»»
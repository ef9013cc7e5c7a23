pub mod cookies;
pub mod config;
pub mod errors;

pub use config::{CookieProcessorConfig, LegacyConfig};
pub use cookies::{Cookie, CookieProcessor, CookieProcessorHandle};
pub use errors::CookieError;
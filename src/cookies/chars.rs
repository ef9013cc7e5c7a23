//! Character classes used when generating cookie values.

/// A set of ASCII characters stored as a 128-bit mask.
///
/// Non-ASCII characters are never members.
#[derive(Debug, Clone, Copy, PartialEq, Eq)]
pub(crate) struct AsciiSet {
    mask: u128,
}

impl AsciiSet {
    pub const EMPTY: AsciiSet = AsciiSet { mask: 0 };

    /// All characters in `lo..=hi`.
    pub const fn range(lo: u8, hi: u8) -> Self {
        let mut mask = 0u128;
        let mut b = lo;
        while b <= hi && b < 128 {
            mask |= 1 << b;
            b += 1;
        }
        AsciiSet { mask }
    }

    pub const fn add(self, byte: u8) -> Self {
        AsciiSet { mask: self.mask | (1 << byte) }
    }

    pub const fn remove(self, byte: u8) -> Self {
        AsciiSet { mask: self.mask & !(1 << byte) }
    }

    pub const fn difference(self, other: AsciiSet) -> Self {
        AsciiSet { mask: self.mask & !other.mask }
    }

    pub fn contains(&self, c: char) -> bool {
        c.is_ascii() && self.mask & (1 << c as u32) != 0
    }
}

/// Tab, space, comma and semicolon. Netscape cookies already treat these as separators.
pub(crate) const V0_SEPARATORS: AsciiSet = AsciiSet::EMPTY
    .add(b'\t')
    .add(b' ')
    .add(b',')
    .add(b';');

/// RFC 2616 separators, except `/` which is configured separately.
pub(crate) const HTTP_SEPARATORS: AsciiSet = V0_SEPARATORS
    .add(b'"')
    .add(b'(')
    .add(b')')
    .add(b':')
    .add(b'<')
    .add(b'=')
    .add(b'>')
    .add(b'?')
    .add(b'@')
    .add(b'[')
    .add(b'\\')
    .add(b']')
    .add(b'{')
    .add(b'}');

/// Printable ASCII, space included.
pub(crate) const PRINTABLE: AsciiSet = AsciiSet::range(0x20, 0x7e);

/// Characters allowed in an RFC 6265 cookie value.
///
/// `=` and `/` are allowed, the other HTTP separators are not.
pub(crate) const COOKIE_OCTETS: AsciiSet = AsciiSet::range(0x21, 0x7e)
    .difference(HTTP_SEPARATORS)
    .add(b'=');

#[derive(Debug, Clone, Copy, PartialEq, Eq)]
pub(crate) enum CharClass {
    /// Can be written unquoted.
    Plain,
    /// Needs the value to be quoted (and escaped where required).
    Quotable,
    /// Not valid on the wire. RFC 6265 rejects it; legacy quotes it and logs a warning.
    Forbidden,
}

pub(crate) trait Classifier {
    fn classify(&self, c: char) -> CharClass;
}

/// Splits off a surrounding pair of double quotes.
///
/// Returns the text between the quotes and `true` when `value` is at least two
/// characters long and starts and ends with `"`, otherwise `value` itself and `false`.
pub(crate) fn split_quoted(value: &str) -> (&str, bool) {
    if value.len() > 1 && value.starts_with('"') && value.ends_with('"') {
        (&value[1..value.len() - 1], true)
    } else {
        (value, false)
    }
}

/// Returns the byte offset of the first character of `text` that is not
/// [`CharClass::Plain`], together with that character.
pub(crate) fn first_violation(text: &str, classifier: &impl Classifier) -> Option<(usize, char)> {
    text.char_indices().find(|&(_, c)| classifier.classify(c) != CharClass::Plain)
}

/// Appends `text` to `buf`, escaping `\` and `"` with a backslash.
pub(crate) fn push_escaped(buf: &mut String, text: &str) {
    for c in text.chars() {
        if c == '\\' || c == '"' {
            buf.push('\\');
        }
        buf.push(c);
    }
}

/// Appends the text between the quotes of an already quoted value to `buf`.
///
/// A backslash and the character after it form an escaped pair and are copied as
/// they are. A bare `"` and a trailing lone `\` get escaped. Returns the first
/// character that is not [`CharClass::Plain`], ignoring escaped `\"` and `\\` pairs.
pub(crate) fn push_requoted(buf: &mut String, text: &str, classifier: &impl Classifier) -> Option<(usize, char)> {
    let mut violation = None;
    let mut chars = text.char_indices();

    while let Some((pos, c)) = chars.next() {
        let checked = match c {
            '\\' => match chars.next() {
                Some((escaped_pos, escaped)) => {
                    buf.push('\\');
                    buf.push(escaped);
                    (escaped != '\\' && escaped != '"').then_some((escaped_pos, escaped))
                }
                None => {
                    buf.push_str("\\\\");
                    Some((pos, c))
                }
            },
            '"' => {
                buf.push_str("\\\"");
                Some((pos, c))
            }
            _ => {
                buf.push(c);
                Some((pos, c))
            }
        };

        if violation.is_none() {
            violation = checked.filter(|&(_, c)| classifier.classify(c) != CharClass::Plain);
        }
    }

    violation
}

#[cfg(test)]
mod tests {
    use super::*;

    #[test]
    fn set_operations() {
        let set = AsciiSet::EMPTY.add(b'a').add(b'b').remove(b'a');
        assert!(!set.contains('a'));
        assert!(set.contains('b'));
        assert!(!set.contains('é'));
        assert!(AsciiSet::range(0x20, 0x7e).contains('~'));
        assert!(!AsciiSet::range(0x20, 0x7e).contains('\u{7f}'));
        assert!(AsciiSet::range(0, 127).contains('\u{7f}'));
    }

    #[test]
    fn cookie_octets() {
        for c in ['a', 'Z', '0', '!', '#', '/', '=', '~', '%', '-'] {
            assert!(COOKIE_OCTETS.contains(c), "{c:?} should be allowed");
        }
        for c in [' ', '\t', '"', ',', ';', '\\', '(', ')', '<', '>', '@', ':', '[', ']', '?', '{', '}', '\u{7f}', '\n', 'é'] {
            assert!(!COOKIE_OCTETS.contains(c), "{c:?} should be rejected");
        }
    }

    #[test]
    fn http_separators_exclude_forward_slash() {
        assert!(!HTTP_SEPARATORS.contains('/'));
        assert!(HTTP_SEPARATORS.contains('='));
        assert!(HTTP_SEPARATORS.contains(';'));
        assert!(PRINTABLE.difference(HTTP_SEPARATORS).contains('/'));
    }

    #[test]
    fn split_quoted_needs_two_chars() {
        assert_eq!(split_quoted("\"bar\""), ("bar", true));
        assert_eq!(split_quoted("\"\""), ("", true));
        assert_eq!(split_quoted("\""), ("\"", false));
        assert_eq!(split_quoted("\"bar"), ("\"bar", false));
        assert_eq!(split_quoted("bar"), ("bar", false));
    }

    #[test]
    fn escapes_in_single_pass() {
        let mut buf = String::new();
        push_escaped(&mut buf, "a\"b\\c\\");
        assert_eq!(buf, "a\\\"b\\\\c\\\\");
    }

    struct DigitsOnly;

    impl Classifier for DigitsOnly {
        fn classify(&self, c: char) -> CharClass {
            if c.is_ascii_digit() { CharClass::Plain } else { CharClass::Forbidden }
        }
    }

    #[test]
    fn first_violation_reports_byte_offset() {
        assert_eq!(first_violation("123", &DigitsOnly), None);
        assert_eq!(first_violation("1é2x", &DigitsOnly), Some((1, 'é')));
        assert_eq!(first_violation("12x", &DigitsOnly), Some((2, 'x')));
    }

    struct QuotesAndBackslashesQuotable;

    impl Classifier for QuotesAndBackslashesQuotable {
        fn classify(&self, c: char) -> CharClass {
            match c {
                '"' | '\\' | ';' => CharClass::Quotable,
                _ => CharClass::Plain,
            }
        }
    }

    fn requote(text: &str) -> (String, Option<(usize, char)>) {
        let mut buf = String::new();
        let violation = push_requoted(&mut buf, text, &QuotesAndBackslashesQuotable);
        (buf, violation)
    }

    #[test]
    fn requote_keeps_escaped_pairs() {
        assert_eq!(requote("a\\\"b"), ("a\\\"b".to_string(), None));
        assert_eq!(requote("a\\\\b"), ("a\\\\b".to_string(), None));
        assert_eq!(requote("\\\\\\\""), ("\\\\\\\"".to_string(), None));
    }

    #[test]
    fn requote_escapes_bare_quote_and_trailing_backslash() {
        assert_eq!(requote("a\"b"), ("a\\\"b".to_string(), Some((1, '"'))));
        assert_eq!(requote("ab\\"), ("ab\\\\".to_string(), Some((2, '\\'))));
    }

    #[test]
    fn requote_still_checks_escaped_separators() {
        // `\;` is copied as a pair but `;` itself is not plain.
        assert_eq!(requote("a\\;b"), ("a\\;b".to_string(), Some((2, ';'))));
    }
}
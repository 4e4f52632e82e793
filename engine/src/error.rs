//! Error types for command execution.
//!
//! All of these are captured into [`ExecutionResult`]s by the engine and
//! reported in aggregate; none escapes a load invocation.
//!
//! [`ExecutionResult`]: redis_schema_core::ExecutionResult

use thiserror::Error;

/// Errors reported by a command-executing collaborator or the engine.
#[derive(Debug, Error)]
pub enum ExecError {
    /// The collaborator rejected a malformed command before submission.
    /// Counted against the command, not fatal to the load.
    #[error("command rejected: {0}")]
    CommandRejected(String),

    /// An atomic unit was aborted; all of its commands count as failed
    /// together.
    #[error("transaction failed: {0}")]
    TransactionFailed(String),

    /// One pipelined batch failed; subsequent batches are still attempted.
    #[error("batch execution failed: {0}")]
    BatchFailed(String),
}

/// Convenience alias for results with [`ExecError`].
pub type Result<T> = std::result::Result<T, ExecError>;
««
— Exercise requirements —
For the string "that", show each line of the entries above where it occurs.

— Solution to the exercise —
/// Returns the byte offset of the first character of `text` that is not
/// [`CharClass::Plain`], together with that character.
/// character that is not [`CharClass::Plain`], ignoring escaped `\"` and `\\` pairs.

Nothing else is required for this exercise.